Questa risposta non risolve il problema, che è come convertire in carattere tutte le colonne dei fattori nel mio frame di dati. as.character(f), è migliore sia in leggibilità che in efficienza levels(f)[as.numeric(f)]. Se volessi essere intelligente, potresti usare levels(f)[f]invece. Si noti che quando si converte un fattore con valori numerici, si ottiene un certo vantaggio da as.numeric(levels(f))[f]over, ad esempio as.numeric(as.character(f)), ma ciò è dovuto al fatto che è necessario convertire solo i livelli in numerici e quindi sottoinsiemi. as.character(f)va bene così com'è.
De Novo,

20

Se vuoi un nuovo frame di dati in bobccui ogni vettore di fattore bobfviene convertito in un vettore di caratteri, prova questo:

bobc <- rapply(bobf, as.character, classes="factor", how="replace")

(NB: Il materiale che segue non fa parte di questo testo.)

//! Wait options, wait status and resource usage
//
// SPDX-License-Identifier: MIT
// Copyright (C) 2022 VTT Technical Research Centre of Finland Ltd

use super::{BridgeTimeval, Table, bits_from_bridge, bits_to_bridge};
use super::signal::{from_bridge_signal, to_bridge_signal};
use crate::Error;
use crate::message::{MessageReader, MessageWriter};

pub const BRIDGE_WNOHANG:    i32 = 0x1;
pub const BRIDGE_WUNTRACED:  i32 = 0x2;
pub const BRIDGE_WCONTINUED: i32 = 0x4;

pub(crate) const WAIT_OPTION_TABLE: &Table = &[
    (BRIDGE_WNOHANG as i64,    libc::WNOHANG as i64),
    (BRIDGE_WUNTRACED as i64,  libc::WUNTRACED as i64),
    (BRIDGE_WCONTINUED as i64, libc::WCONTINUED as i64),
];

pub fn to_bridge_wait_options(host: i32) -> i32 {
    bits_to_bridge(host as i64, WAIT_OPTION_TABLE) as i32
}

pub fn from_bridge_wait_options(bridge: i32) -> i32 {
    bits_from_bridge(bridge as i64, WAIT_OPTION_TABLE) as i32
}

/* Bits of BridgeWStatus::info */
pub const BRIDGE_WEXITED:    u8 = 0x01;
pub const BRIDGE_WSIGNALED:  u8 = 0x02;
pub const BRIDGE_WSTOPPED:   u8 = 0x04;
pub const BRIDGE_WCONTINUED_INFO: u8 = 0x08;
pub const BRIDGE_WCOREDUMP:  u8 = 0x10;

/// Bridge wait status: `code` holds the exit code or the bridge signal
/// number, `info` says which one
#[derive(Copy, Clone, Debug, Default, PartialEq, Eq)]
#[repr(C)]
pub struct BridgeWStatus {
    pub code: u8,
    pub info: u8,
}

impl BridgeWStatus {

    pub fn from_host(status: i32) -> Self {
        if libc::WIFEXITED(status) {
            return Self{code: libc::WEXITSTATUS(status) as u8, info: BRIDGE_WEXITED};
        }

        if libc::WIFSIGNALED(status) {
            let mut info = BRIDGE_WSIGNALED;
            if libc::WCOREDUMP(status) {
                info |= BRIDGE_WCOREDUMP;
            }
            return Self{code: to_bridge_signal(libc::WTERMSIG(status)) as u8, info: info};
        }

        if libc::WIFSTOPPED(status) {
            return Self{code: to_bridge_signal(libc::WSTOPSIG(status)) as u8,
                        info: BRIDGE_WSTOPPED};
        }

        if libc::WIFCONTINUED(status) {
            return Self{code: 0, info: BRIDGE_WCONTINUED_INFO};
        }

        Self::default()
    }

    /// Host encoded status word
    pub fn to_host(&self) -> i32 {
        if self.info & BRIDGE_WEXITED != 0 {
            return (self.code as i32) << 8;
        }

        if self.info & BRIDGE_WSIGNALED != 0 {
            let core = if self.info & BRIDGE_WCOREDUMP != 0 { 0x80 } else { 0 };
            return (from_bridge_signal(self.code as i32) & 0x7f) | core;
        }

        if self.info & BRIDGE_WSTOPPED != 0 {
            return (from_bridge_signal(self.code as i32) << 8) | 0x7f;
        }

        if self.info & BRIDGE_WCONTINUED_INFO != 0 {
            return 0xffff;
        }

        0
    }

    pub fn exited(&self) -> bool {
        self.info & BRIDGE_WEXITED != 0
    }

    pub fn signaled(&self) -> bool {
        self.info & BRIDGE_WSIGNALED != 0
    }
}

/// Bridge form of `struct rusage`
#[derive(Copy, Clone, Debug, Default, PartialEq, Eq)]
#[repr(C)]
pub struct BridgeRUsage {
    pub ru_utime:  BridgeTimeval,
    pub ru_stime:  BridgeTimeval,
    pub ru_maxrss: i64,
    pub ru_minflt: i64,
    pub ru_majflt: i64,
    pub ru_nvcsw:  i64,
    pub ru_nivcsw: i64,
}

impl BridgeRUsage {
    pub fn from_host(usage: &libc::rusage) -> Self {
        Self{ru_utime:  BridgeTimeval::from_host(&usage.ru_utime),
             ru_stime:  BridgeTimeval::from_host(&usage.ru_stime),
             ru_maxrss: usage.ru_maxrss as i64,
             ru_minflt: usage.ru_minflt as i64,
             ru_majflt: usage.ru_majflt as i64,
             ru_nvcsw:  usage.ru_nvcsw as i64,
             ru_nivcsw: usage.ru_nivcsw as i64}
    }

    pub fn encode(&self, writer: &mut MessageWriter) {
        for value in [self.ru_utime.tv_sec, self.ru_utime.tv_usec,
                      self.ru_stime.tv_sec, self.ru_stime.tv_usec,
                      self.ru_maxrss, self.ru_minflt, self.ru_majflt,
                      self.ru_nvcsw, self.ru_nivcsw] {
            writer.push(value);
        }
    }

    pub fn decode(reader: &mut MessageReader) -> Result<Self, Error> {
        let mut v = [0i64; 9];
        for slot in v.iter_mut() {
            *slot = reader.next::<i64>()?;
        }
        Ok(Self{ru_utime:  BridgeTimeval{tv_sec: v[0], tv_usec: v[1]},
                ru_stime:  BridgeTimeval{tv_sec: v[2], tv_usec: v[3]},
                ru_maxrss: v[4],
                ru_minflt: v[5],
                ru_majflt: v[6],
                ru_nvcsw:  v[7],
                ru_nivcsw: v[8]})
    }
}

#[cfg(test)]
mod tests {
    use super::*;
    use crate::bridge::fuzz;
    use crate::bridge::signal::BRIDGE_SIGKILL;

    #[test]
    fn wait_options_round_trip() {
        fuzz::bitset_round_trip(WAIT_OPTION_TABLE,
                                |h| to_bridge_wait_options(h as i32) as i64,
                                |b| from_bridge_wait_options(b as i32) as i64);
    }

    #[test]
    fn exit_status_round_trip() {
        let host = 3 << 8;
        let status = BridgeWStatus::from_host(host);
        assert!(status.exited());
        assert_eq!(status.code, 3);
        assert_eq!(status.to_host(), host);
    }

    #[test]
    fn signal_status_carries_bridge_signal() {
        let host = libc::SIGKILL;
        let status = BridgeWStatus::from_host(host);
        assert!(status.signaled());
        assert_eq!(status.code as i32, BRIDGE_SIGKILL);
        assert_eq!(status.to_host(), host);
    }

    #[test]
    fn stopped_status_round_trip() {
        let host = (libc::SIGSTOP << 8) | 0x7f;
        assert_eq!(BridgeWStatus::from_host(host).to_host(), host);
    }

    #[test]
    fn rusage_encoding() {
        let usage = BridgeRUsage{ru_utime: BridgeTimeval{tv_sec: 1, tv_usec: 2},
                                 ru_maxrss: 4096,
                                 ..Default::default()};
        let mut writer = MessageWriter::new();
        usage.encode(&mut writer);
        let mut reader = MessageReader::from(writer);
        assert_eq!(BridgeRUsage::decode(&mut reader).unwrap(), usage);
    }
}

Se si desidera quindi riconvertirlo, è possibile creare un vettore logico di quali colonne sono fattori e utilizzarlo per applicare selettivamente il fattore

f <- sapply(bobf, class) == "factor"
bobc[,f] <- lapply(bobc[,f], factor)

2
+1 per fare solo ciò che era necessario (cioè non convertire l'intero data.frame in carattere). Questa soluzione è affidabile per un data.frame che contiene tipi misti.
Joshua Ulrich,

3
Questo esempio dovrebbe essere nella sezione "Esempi" per rapply, come in: stat.ethz.ch/R-manual/R-devel/library/base/html/rapply.html . Qualcuno sa come richiedere che sia così?
mpettis,

Se vuoi finire con un frame di dati, avvolgi semplicemente il rapply in una chiamata data.frame (usando le stringheAsFactors impostato sull'argomento FALSE)
Taylored Web Sites

13

In genere faccio questa funzione a parte tutti i miei progetti. Facile e veloce.

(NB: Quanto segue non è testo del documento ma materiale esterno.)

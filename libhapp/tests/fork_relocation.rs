//! Secure fork where the child cannot reload the enclave at the parent's base
//!
//! Kept in its own binary so that the fork happens with no other test
//! threads running.
//
// SPDX-License-Identifier: MIT
// Copyright (C) 2022 VTT Technical Research Centre of Finland Ltd

use std::panic::{catch_unwind, AssertUnwindSafe};
use std::sync::Arc;

use eapp::{Application, Context, Server};
use edge::config::EnclaveConfig;
use edge::ecall::EnclaveEntry;
use edge::ocall::HostExit;
use happ::{Builder, Error, Host};
use happ::enclave::{EnclaveClient, EnclaveLoader, LoadConfig};
use happ::fork::ForkError;
use happ::memory::page_size;
use happ::sim::{LoadContext, SimLoader};
use nix::sys::wait::{waitpid, WaitStatus};
use nix::unistd::{getpid, Pid};

const NAME: &str = "relocated";

struct Echo;

impl Application for Echo {
    fn run(&self, _ctx: &Context, input: &[u8]) -> Result<Vec<u8>, Error> {
        Ok(input.to_vec())
    }
}

/* Places every reload in a forked child away from the parent's base */
struct ShiftedLoader {
    inner: SimLoader,
}

impl EnclaveLoader for ShiftedLoader {
    fn load(&self, config: &LoadConfig, host: Arc<dyn HostExit>)
            -> Result<Arc<dyn EnclaveClient>, Error> {
        let mut config = config.clone();
        if let Some(fork) = config.fork_config.as_mut() {
            fork.base_address += 2 * fork.enclave_size;
        }
        self.inner.load(&config, host)
    }
}

fn host() -> Host {
    let inner = SimLoader::new(|ctx: &LoadContext| -> Result<Arc<dyn EnclaveEntry>, Error> {
        Ok(Arc::new(Server::with_application(Echo, ctx.host.clone(), ctx.layout.clone())))
    });
    let mut builder = Builder::new();
    builder.set_loader(ShiftedLoader{inner: inner});
    builder.build().unwrap()
}

fn exit_child<F: FnOnce() -> bool>(check: F) -> ! {
    let ok = catch_unwind(AssertUnwindSafe(check)).unwrap_or(false);
    unsafe { libc::_exit(if ok { 0 } else { 1 }) }
}

#[test]
fn relocated_child_enclave_is_refused() {
    let host = host();
    let mut config = EnclaveConfig::default();
    config.enable_fork = true;
    host.load_enclave(LoadConfig::new(NAME, 16 * page_size()).with_config(config)).unwrap();
    let parent = getpid();

    let result = host.fork(NAME, true);
    if getpid() != parent {
        exit_child(|| matches!(result, Err(ForkError::AddressMismatch{expected, actual})
                                       if expected != actual)
                      && host.get_client(NAME).is_none());
    }

    /* The parent learns of the failure through the broken key transfer */
    let err = result.unwrap_err();
    assert!(matches!(err, ForkError::KeyTransfer(_) | ForkError::Child(_)), "{:?}", err);
    assert_eq!(err.errno(), libc::EFAULT);

    match waitpid(Pid::from_raw(-1), None).unwrap() {
        WaitStatus::Exited(_, code) => assert_eq!(code, 0, "child failed its checks"),
        other                       => panic!("child ended with {:?}", other),
    }

    let client = host.get_client(NAME).unwrap();
    assert_eq!(client.enter_and_run(b"still here").unwrap(), b"still here");
    host.destroy_enclave(NAME, &[]).unwrap();
}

unfactorize <- function(df){
  for(i in which(sapply(df, class) == "factor")) df[[i]] = as.character(df[[i]])
  return(df)
}

8

Un altro modo è quello di convertirlo usando Apply

bob2 <- apply(bob,2,as.character)

E uno migliore (il precedente è di classe 'matrice')

bob2 <- as.data.frame(as.matrix(bob),stringsAsFactors=F)

Seguendo il commento di @Shane: per ottenere data.frame, fareas.data.frame(lapply(...
aL3xa

7

Aggiornamento: ecco un esempio di qualcosa che non funziona. Ho pensato che sarebbe successo, ma penso che l'opzione stringheAsFactors funziona solo su stringhe di caratteri - lascia da soli i fattori.

Prova questo:

bob2 <- data.frame(bob, stringsAsFactors = FALSE)

In generale, ogni volta che si verificano problemi con fattori che dovrebbero essere personaggi, c'è stringsAsFactorsun'impostazione da qualche parte per aiutarti (inclusa un'impostazione globale).


1
Questo funziona, se lo imposta durante la creazione bob(ma non dopo il fatto).
Shane,

Giusto. Volevo solo essere chiaro che questo non risolve il problema, di per sé - ma grazie per aver notato che lo impedisce.
Matt Parker,

7

Oppure puoi provare transform:

newbob <- transform(bob, phenotype = as.character(phenotype))

Assicurati di inserire tutti i fattori che desideri convertire in personaggio.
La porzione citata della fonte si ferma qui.